INPUT MATERIAL START

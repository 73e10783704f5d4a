//! Display grouping for ranked results.
//!
//! With no type filter, results are partitioned by kind and each group is
//! capped. The flattened list is the one keyboard navigation indexes into.

use crate::types::{EntityKind, SearchResult, TypeFilter};
use serde::{Deserialize, Serialize};

/// Result caps applied when building a [`SearchView`].
#[derive(Debug, Clone, Copy, PartialEq, Eq, Serialize, Deserialize)]
#[serde(default)]
pub struct DisplayLimits {
    /// Maximum results per kind in the grouped view.
    pub per_group: usize,
    /// Maximum results when a single kind is selected.
    pub flat: usize,
}

impl Default for DisplayLimits {
    fn default() -> Self {
        Self {
            per_group: 4,
            flat: 20,
        }
    }
}

/// The capped results of one kind, in ranked order.
#[derive(Debug, Clone, PartialEq)]
pub struct ResultGroup<'a> {
    pub kind: EntityKind,
    pub results: Vec<SearchResult<'a>>,
    /// Flat index of the first result in this group.
    pub offset: usize,
}

/// Derived view over one search, recomputed per query.
#[derive(Debug, Clone, PartialEq, Default)]
pub struct SearchView<'a> {
    /// Non-empty groups in kind order, or `None` when a filter is active.
    pub groups: Option<Vec<ResultGroup<'a>>>,
    /// Navigable list: concatenated groups, or the truncated ranked list.
    pub flat: Vec<SearchResult<'a>>,
}

impl<'a> SearchView<'a> {
    pub fn build(results: &[SearchResult<'a>], filter: TypeFilter, limits: DisplayLimits) -> Self {
        match filter {
            TypeFilter::All => Self::grouped(results, limits.per_group),
            TypeFilter::Only(_) => Self {
                groups: None,
                flat: results.iter().take(limits.flat).copied().collect(),
            },
        }
    }

    fn grouped(results: &[SearchResult<'a>], per_group: usize) -> Self {
        let mut groups = Vec::new();
        let mut flat = Vec::new();

        for kind in EntityKind::ALL {
            let capped: Vec<_> = results
                .iter()
                .filter(|r| r.kind == kind)
                .take(per_group)
                .copied()
                .collect();
            if capped.is_empty() {
                continue;
            }
            let offset = flat.len();
            flat.extend_from_slice(&capped);
            groups.push(ResultGroup {
                kind,
                results: capped,
                offset,
            });
        }

        Self {
            groups: Some(groups),
            flat,
        }
    }

    pub fn len(&self) -> usize {
        self.flat.len()
    }

    pub fn is_empty(&self) -> bool {
        self.flat.is_empty()
    }

    pub fn get(&self, index: usize) -> Option<&SearchResult<'a>> {
        self.flat.get(index)
    }

    pub fn group(&self, kind: EntityKind) -> Option<&ResultGroup<'a>> {
        self.groups.as_ref()?.iter().find(|g| g.kind == kind)
    }
}

/// What the UI should show for a query.
#[derive(Debug, Clone, Copy, PartialEq, Eq)]
pub enum SearchOutcome {
    /// The query is empty; nothing has been searched yet.
    NotSearched,
    /// A real query that produced nothing.
    NoMatches,
    Results,
}

impl SearchOutcome {
    /// Decided from the query text itself, never from the result count alone.
    pub fn classify(query: &str, view: &SearchView<'_>) -> Self {
        if query.trim().is_empty() {
            Self::NotSearched
        } else if view.is_empty() {
            Self::NoMatches
        } else {
            Self::Results
        }
    }
}
use crate::types::TypeFilter;
use clap::{Parser, Subcommand};
use std::path::PathBuf;

#[derive(Parser)]
#[command(name = "jazznode-search")]
#[command(about = "Fuzzy search over jazz events, artists, venues and cities", long_about = None)]
pub struct Cli {
    /// Config file (default: $JAZZNODE_SEARCH_CONFIG or the user config dir)
    #[arg(short, long, global = true)]
    pub config: Option<PathBuf>,
    /// JSON dataset with events, artists, venues and cities
    #[arg(short, long, global = true)]
    pub data: Option<PathBuf>,
    #[arg(short, long, global = true)]
    pub locale: Option<String>,
    #[arg(short, long, global = true)]
    pub verbose: bool,
    #[command(subcommand)]
    pub command: Commands,
}

#[derive(Subcommand)]
pub enum Commands {
    /// Serve the search over MCP on stdio
    Serve,
    /// Run one query and print the results
    Query {
        query: String,
        #[arg(short, long, default_value = "all")]
        filter: TypeFilter,
        /// Results per type when no filter is set
        #[arg(long)]
        per_group: Option<usize>,
        /// Results when a filter is set
        #[arg(short = 'n', long)]
        limit: Option<usize>,
        /// Print the full ranked list as JSON instead of the grouped view
        #[arg(long)]
        json: bool,
    },
}
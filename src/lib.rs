pub mod cli;
pub mod config;
pub mod dataset;
pub mod error;
pub mod format;
pub mod search;
pub mod server;
pub mod session;
pub mod tools;
pub mod tracing;
pub mod types;

pub use search::{DisplayLimits, SearchOutcome, SearchView, match_score, search};
pub use session::{SearchSession, route_for};
pub use types::{
    Artist, City, EntityKind, Event, ParseFilterError, RecordRef, SearchData, SearchResult,
    TypeFilter, Venue,
};
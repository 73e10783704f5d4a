//! Tracing initialization.

use std::sync::Once;
use tracing_subscriber::{EnvFilter, fmt::format::FmtSpan};

static INIT: Once = Once::new();

/// Initialize tracing. Safe to call multiple times.
///
/// Logs go to stderr so stdout stays free for MCP traffic and query output.
/// `verbose` lowers the default level to DEBUG; `RUST_LOG` still applies.
pub fn init(verbose: bool) {
    INIT.call_once(|| {
        let is_test =
            std::env::var("NEXTEST").is_ok() || std::env::var("CARGO_TARGET_TMPDIR").is_ok();
        let filter = EnvFilter::from_default_env().add_directive(
            if is_test || verbose {
                tracing::Level::DEBUG
            } else {
                tracing::Level::INFO
            }
            .into(),
        );

        let builder = tracing_subscriber::fmt()
            .with_env_filter(filter)
            .with_ansi(false)
            .with_target(true)
            .with_span_events(FmtSpan::NONE)
            .compact();

        if is_test {
            let _ = builder.with_test_writer().try_init();
        } else if let Err(e) = builder.with_writer(std::io::stderr).try_init() {
            eprintln!("Failed to initialize tracing: {}", e);
        }
    });
}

INPUT MATERIAL END

YOUR OBJECTIVE =>
Report the number of lines in the material above that include the string "order". Nothing else belongs in the answer.

EXPECTED ANSWER =>
2